見えないモノを見ようとして
- 講師
- 久保田 恵佑
- くぼた けいすけ
- 言語テスティング、英語教育学
今回は私の専門である言語テストについて簡単に記します。タイトルは某邦ロックバンドの曲の一節です。この曲中では天体観測の際に「見えないモノ」を見ようとするときは望遠鏡を覗き込むようです(ファンの方へ、雑な引用をご了承ください…)が、心理学研究でもこの「見えないモノ」(「構成概念」と呼ばれます)を見よう(測定しよう)として様々な道具を使用します。その道具の一例が「テスト」です。例えば、英語圏への留学に求められる英語力を測るためのテストとして IELTSやTOEFL iBTなどが有名ですが、こうしたテストを介して「英語力」という目に見えない概念が数値化(尺度化)されています。
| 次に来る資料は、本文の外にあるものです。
//! Money type for representing currency amounts
//!
//! Internally stores amounts in cents (i64) to avoid floating-point precision
//! issues. Sums over any number of entries are exact.
//!
//! On the wire an amount is a plain JSON number in currency units (`150.25`),
//! which is what the persisted record and the export document carry.
//!
//! Every way an amount enters (typed text, JSON number, JSON string) rounds
//! half away from zero to the cent and is capped at [`MAX_AMOUNT`]. Arithmetic
//! saturates instead of overflowing.

use serde::de::{self, Visitor};
use serde::{Deserialize, Deserializer, Serialize, Serializer};
use std::fmt;
use std::ops::{Add, AddAssign, Neg, Sub, SubAssign};

/// Largest magnitude accepted from input: one trillion currency units
pub const MAX_AMOUNT: Money = Money::from_units(1_000_000_000_000);

/// Represents a monetary amount stored as cents (hundredths of the currency unit)
#[derive(Debug, Clone, Copy, PartialEq, Eq, PartialOrd, Ord, Hash)]
pub struct Money(i64);

impl Money {
    /// Create a Money amount from cents
    ///
    /// # Examples
    /// ```
    /// use finance_ledger::models::Money;
    /// let amount = Money::from_cents(1050); // $10.50
    /// assert_eq!(amount.to_string(), "$10.50");
    /// ```
    pub const fn from_cents(cents: i64) -> Self {
        Self(cents)
    }

    /// Create a Money amount from whole currency units
    pub const fn from_units(units: i64) -> Self {
        Self(units * 100)
    }

    /// Create a zero Money amount
    pub const fn zero() -> Self {
        Self(0)
    }

    /// Get the amount in cents
    pub const fn cents(&self) -> i64 {
        self.0
    }

    /// Get the whole units portion (truncated toward zero)
    pub const fn units(&self) -> i64 {
        self.0 / 100
    }

    /// Get the cents portion (0-99)
    pub const fn cents_part(&self) -> i64 {
        (self.0 % 100).abs()
    }

    pub const fn is_zero(&self) -> bool {
        self.0 == 0
    }

    pub const fn is_positive(&self) -> bool {
        self.0 > 0
    }

    pub const fn is_negative(&self) -> bool {
        self.0 < 0
    }

    /// Get the absolute value
    pub const fn abs(&self) -> Self {
        Self(self.0.abs())
    }

    /// Clamp negative amounts to zero
    pub fn max_zero(self) -> Self {
        Self(self.0.max(0))
    }

    /// Parse a money amount from a string
    ///
    /// Accepts formats: "10.50", "-10.50", "$10.50", "10", "10.5".
    /// Digits past the second fractional place round half away from zero.
    pub fn parse(s: &str) -> Result<Self, MoneyParseError> {
        let input = s.trim();
        let invalid = || MoneyParseError::InvalidFormat(input.to_string());

        let (negative, rest) = match input.strip_prefix('-') {
            Some(stripped) => (true, stripped),
            None => (false, input.strip_prefix('+').unwrap_or(input)),
        };
        let rest = rest.strip_prefix('$').unwrap_or(rest).replace(',', "");

        let (whole, frac) = match rest.split_once('.') {
            Some((whole, frac)) => (whole, frac),
            None => (rest.as_str(), ""),
        };

        let all_digits = |part: &str| part.chars().all(|c| c.is_ascii_digit());
        if (whole.is_empty() && frac.is_empty()) || !all_digits(whole) || !all_digits(frac) {
            return Err(invalid());
        }

        let units: i64 = if whole.is_empty() {
            0
        } else {
            whole.parse().map_err(|_| invalid())?
        };

        let mut cents: i64 = match frac.len() {
            0 => 0,
            1 => frac.parse::<i64>().map_err(|_| invalid())? * 10,
            _ => frac[..2].parse().map_err(|_| invalid())?,
        };
        if frac.as_bytes().get(2).is_some_and(|d| *d >= b'5') {
            cents += 1;
        }

        let total = units
            .checked_mul(100)
            .and_then(|v| v.checked_add(cents))
            .ok_or_else(|| MoneyParseError::OutOfRange(input.to_string()))?;

        Self::checked(if negative { -total } else { total })
            .ok_or_else(|| MoneyParseError::OutOfRange(input.to_string()))
    }

    /// Build from cents, rejecting magnitudes above [`MAX_AMOUNT`]
    fn checked(cents: i64) -> Option<Self> {
        (cents.abs() <= MAX_AMOUNT.0).then_some(Self(cents))
    }

    /// Convert a floating amount in currency units to cents
    ///
    /// Goes through the shortest decimal form of `value`, so `1.005` rounds
    /// the same way as the text `"1.005"`.
    pub fn from_units_f64(value: f64) -> Option<Self> {
        if !value.is_finite() {
            return None;
        }
        Self::parse(&value.to_string()).ok()
    }

    /// Amount in currency units as a float, for charting collaborators
    pub fn to_units_f64(&self) -> f64 {
        self.0 as f64 / 100.0
    }

    /// Format with a currency symbol
    pub fn format_with_symbol(&self, symbol: &str) -> String {
        if self.is_negative() {
            format!("-{}{}.{:02}", symbol, self.units().abs(), self.cents_part())
        } else {
            format!("{}{}.{:02}", symbol, self.units(), self.cents_part())
        }
    }

    /// Format without any currency symbol ("150.25")
    pub fn format_plain(&self) -> String {
        self.format_with_symbol("")
    }
}

impl Default for Money {
    fn default() -> Self {
        Self::zero()
    }
}

impl fmt::Display for Money {
    fn fmt(&self, f: &mut fmt::Formatter<'_>) -> fmt::Result {
        f.write_str(&self.format_with_symbol("$"))
    }
}

impl Add for Money {
    type Output = Self;

    fn add(self, other: Self) -> Self {
        Self(self.0.saturating_add(other.0))
    }
}

impl AddAssign for Money {
    fn add_assign(&mut self, other: Self) {
        self.0 = self.0.saturating_add(other.0);
    }
}

impl Sub for Money {
    type Output = Self;

    fn sub(self, other: Self) -> Self {
        Self(self.0.saturating_sub(other.0))
    }
}

impl SubAssign for Money {
    fn sub_assign(&mut self, other: Self) {
        self.0 = self.0.saturating_sub(other.0);
    }
}

impl Neg for Money {
    type Output = Self;

    fn neg(self) -> Self {
        Self(self.0.saturating_neg())
    }
}

impl std::iter::Sum for Money {
    fn sum<I: Iterator<Item = Self>>(iter: I) -> Self {
        iter.fold(Money::zero(), |acc, m| acc + m)
    }
}

impl<'a> std::iter::Sum<&'a Money> for Money {
    fn sum<I: Iterator<Item = &'a Money>>(iter: I) -> Self {
        iter.copied().sum()
    }
}

impl Serialize for Money {
    fn serialize<S: Serializer>(&self, serializer: S) -> Result<S::Ok, S::Error> {
        if self.0 % 100 == 0 {
            serializer.serialize_i64(self.0 / 100)
        } else {
            serializer.serialize_f64(self.to_units_f64())
        }
    }
}

struct MoneyVisitor;

impl<'de> Visitor<'de> for MoneyVisitor {
    type Value = Money;

    fn expecting(&self, f: &mut fmt::Formatter<'_>) -> fmt::Result {
        f.write_str("an amount as a number or numeric string")
    }

    fn visit_i64<E: de::Error>(self, v: i64) -> Result<Money, E> {
        v.checked_mul(100)
            .and_then(Money::checked)
            .ok_or_else(|| E::custom(MoneyParseError::OutOfRange(v.to_string())))
    }

    fn visit_u64<E: de::Error>(self, v: u64) -> Result<Money, E> {
        i64::try_from(v)
            .ok()
            .and_then(|v| v.checked_mul(100))
            .and_then(Money::checked)
            .ok_or_else(|| E::custom(MoneyParseError::OutOfRange(v.to_string())))
    }

    fn visit_f64<E: de::Error>(self, v: f64) -> Result<Money, E> {
        if !v.is_finite() {
            return Err(E::custom(MoneyParseError::InvalidFormat(v.to_string())));
        }
        Money::parse(&v.to_string()).map_err(E::custom)
    }

    fn visit_str<E: de::Error>(self, v: &str) -> Result<Money, E> {
        Money::parse(v).map_err(E::custom)
    }
}

impl<'de> Deserialize<'de> for Money {
    fn deserialize<D: Deserializer<'de>>(deserializer: D) -> Result<Self, D::Error> {
        deserializer.deserialize_any(MoneyVisitor)
    }
}

/// Error type for money parsing
#[derive(Debug, Clone, PartialEq, Eq)]
pub enum MoneyParseError {
    InvalidFormat(String),
    OutOfRange(String),
}

impl fmt::Display for MoneyParseError {
    fn fmt(&self, f: &mut fmt::Formatter<'_>) -> fmt::Result {
        match self {
            MoneyParseError::InvalidFormat(s) => write!(f, "Invalid money format: {}", s),
            MoneyParseError::OutOfRange(s) => {
                write!(f, "Amount {} exceeds the maximum of {}", s, MAX_AMOUNT)
            }
        }
    }
}

impl std::error::Error for MoneyParseError {}

#[cfg(test)]
mod tests {
    use super::*;

    #[test]
    fn test_from_cents() {
        let m = Money::from_cents(1050);
        assert_eq!(m.cents(), 1050);
        assert_eq!(m.units(), 10);
        assert_eq!(m.cents_part(), 50);
    }

    #[test]
    fn test_display() {
        assert_eq!(format!("{}", Money::from_cents(1050)), "$10.50");
        assert_eq!(format!("{}", Money::from_cents(0)), "$0.00");
        assert_eq!(format!("{}", Money::from_cents(-1050)), "-$10.50");
        assert_eq!(format!("{}", Money::from_cents(5)), "$0.05");
        assert_eq!(Money::from_cents(-5).format_plain(), "-0.05");
    }

    #[test]
    fn test_arithmetic() {
        let a = Money::from_cents(1000);
        let b = Money::from_cents(500);

        assert_eq!((a + b).cents(), 1500);
        assert_eq!((a - b).cents(), 500);
        assert_eq!((-a).cents(), -1000);
        assert_eq!((b - a).max_zero(), Money::zero());
    }

    #[test]
    fn test_parse() {
        assert_eq!(Money::parse("10.50").unwrap().cents(), 1050);
        assert_eq!(Money::parse("$10.50").unwrap().cents(), 1050);
        assert_eq!(Money::parse("-10.50").unwrap().cents(), -1050);
        assert_eq!(Money::parse("10").unwrap().cents(), 1000);
        assert_eq!(Money::parse("10.5").unwrap().cents(), 1050);
        assert_eq!(Money::parse("0.05").unwrap().cents(), 5);
        assert_eq!(Money::parse(".5").unwrap().cents(), 50);
        assert_eq!(Money::parse("1,250.999").unwrap().cents(), 125100);
        assert_eq!(Money::parse("10.994").unwrap().cents(), 1099);
        assert_eq!(Money::parse("10.995").unwrap().cents(), 1100);
        assert_eq!(Money::parse("-0.005").unwrap().cents(), -1);
        assert_eq!(Money::parse("0.001").unwrap().cents(), 0);
        assert_eq!(Money::parse(" 42 ").unwrap().cents(), 4200);
    }

    #[test]
    fn test_parse_rejects_garbage() {
        assert!(Money::parse("").is_err());
        assert!(Money::parse("abc").is_err());
        assert!(Money::parse("1.2.3").is_err());
        assert!(Money::parse("10.-5").is_err());
        assert!(Money::parse("1e3").is_err());
        assert!(Money::parse(".").is_err());
        assert!(Money::parse("99999999999999999999").is_err());
    }

    #[test]
    fn test_parse_enforces_maximum() {
        assert_eq!(Money::parse("1000000000000").unwrap(), MAX_AMOUNT);
        assert_eq!(Money::parse("-1000000000000").unwrap(), -MAX_AMOUNT);
        assert!(matches!(
            Money::parse("1000000000000.01"),
            Err(MoneyParseError::OutOfRange(_))
        ));
        assert!(matches!(
            Money::parse("90000000000000000"),
            Err(MoneyParseError::OutOfRange(_))
        ));
    }

    #[test]
    fn test_text_and_json_round_alike() {
        for (text, number) in [
            ("10.999", "10.999"),
            ("0.125", "0.125"),
            ("7.004", "7.004"),
            ("1.005", "1.005"),
        ] {
            let typed = Money::parse(text).unwrap();
            let imported: Money = serde_json::from_str(number).unwrap();
            let quoted: Money = serde_json::from_str(&format!("\"{}\"", text)).unwrap();
            assert_eq!(typed, imported, "{}", text);
            assert_eq!(typed, quoted, "{}", text);
        }
    }

    #[test]
    fn test_deserialize_rejects_above_maximum() {
        assert!(serde_json::from_str::<Money>("90000000000000000").is_err());
        assert!(serde_json::from_str::<Money>("1e300").is_err());
        assert!(serde_json::from_str::<Money>("18446744073709551615").is_err());
        let max: Money = serde_json::from_str("1000000000000").unwrap();
        assert_eq!(max, MAX_AMOUNT);
    }

    #[test]
    fn test_arithmetic_saturates() {
        let big = Money::from_cents(i64::MAX - 1);
        assert_eq!((big + MAX_AMOUNT).cents(), i64::MAX);
        assert_eq!((-big - MAX_AMOUNT).cents(), i64::MIN);
        let mut acc = big;
        acc += big;
        assert_eq!(acc.cents(), i64::MAX);
    }

    #[test]
    fn test_sum_is_exact() {
        // 0.1 added ten thousand times drifts as f64 but not in cents
        let total: Money = std::iter::repeat(Money::from_cents(10)).take(10_000).sum();
        assert_eq!(total, Money::from_units(1000));
    }

    #[test]
    fn test_serialization_as_units() {
        assert_eq!(serde_json::to_string(&Money::from_units(3000)).unwrap(), "3000");
        assert_eq!(serde_json::to_string(&Money::from_cents(15025)).unwrap(), "150.25");
    }

    #[test]
    fn test_deserialization_variants() {
        let m: Money = serde_json::from_str("150.25").unwrap();
        assert_eq!(m.cents(), 15025);

        let m: Money = serde_json::from_str("3000").unwrap();
        assert_eq!(m.cents(), 300000);

        let m: Money = serde_json::from_str("\"19.99\"").unwrap();
        assert_eq!(m.cents(), 1999);

        // 0.1 + 0.2 style float noise rounds to the nearest cent
        let m: Money = serde_json::from_str("0.30000000000000004").unwrap();
        assert_eq!(m.cents(), 30);

        assert!(serde_json::from_str::<Money>("\"twelve\"").is_err());
        assert!(serde_json::from_str::<Money>("null").is_err());
    }
}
見えないモノを見るために、テストは、〇〇力のような見えないモノの概念を形成し、その測定の目的に適した道具を開発し、適切に結果を解釈できる数値にするという科学的なプロセスを経ています。私の研究はこのようなプロセスの中でテスト尺度を科学的に開発・検討することで、深く追求したくなる不思議な魅力があります。
大学はこれまで見えなかったモノが見えるようになる機会に溢れています。既知のモノに対しても未知のモノに対しても、目に見える表面的部分にとどまらず、探究心を持って臨んでみてほしいなと思います。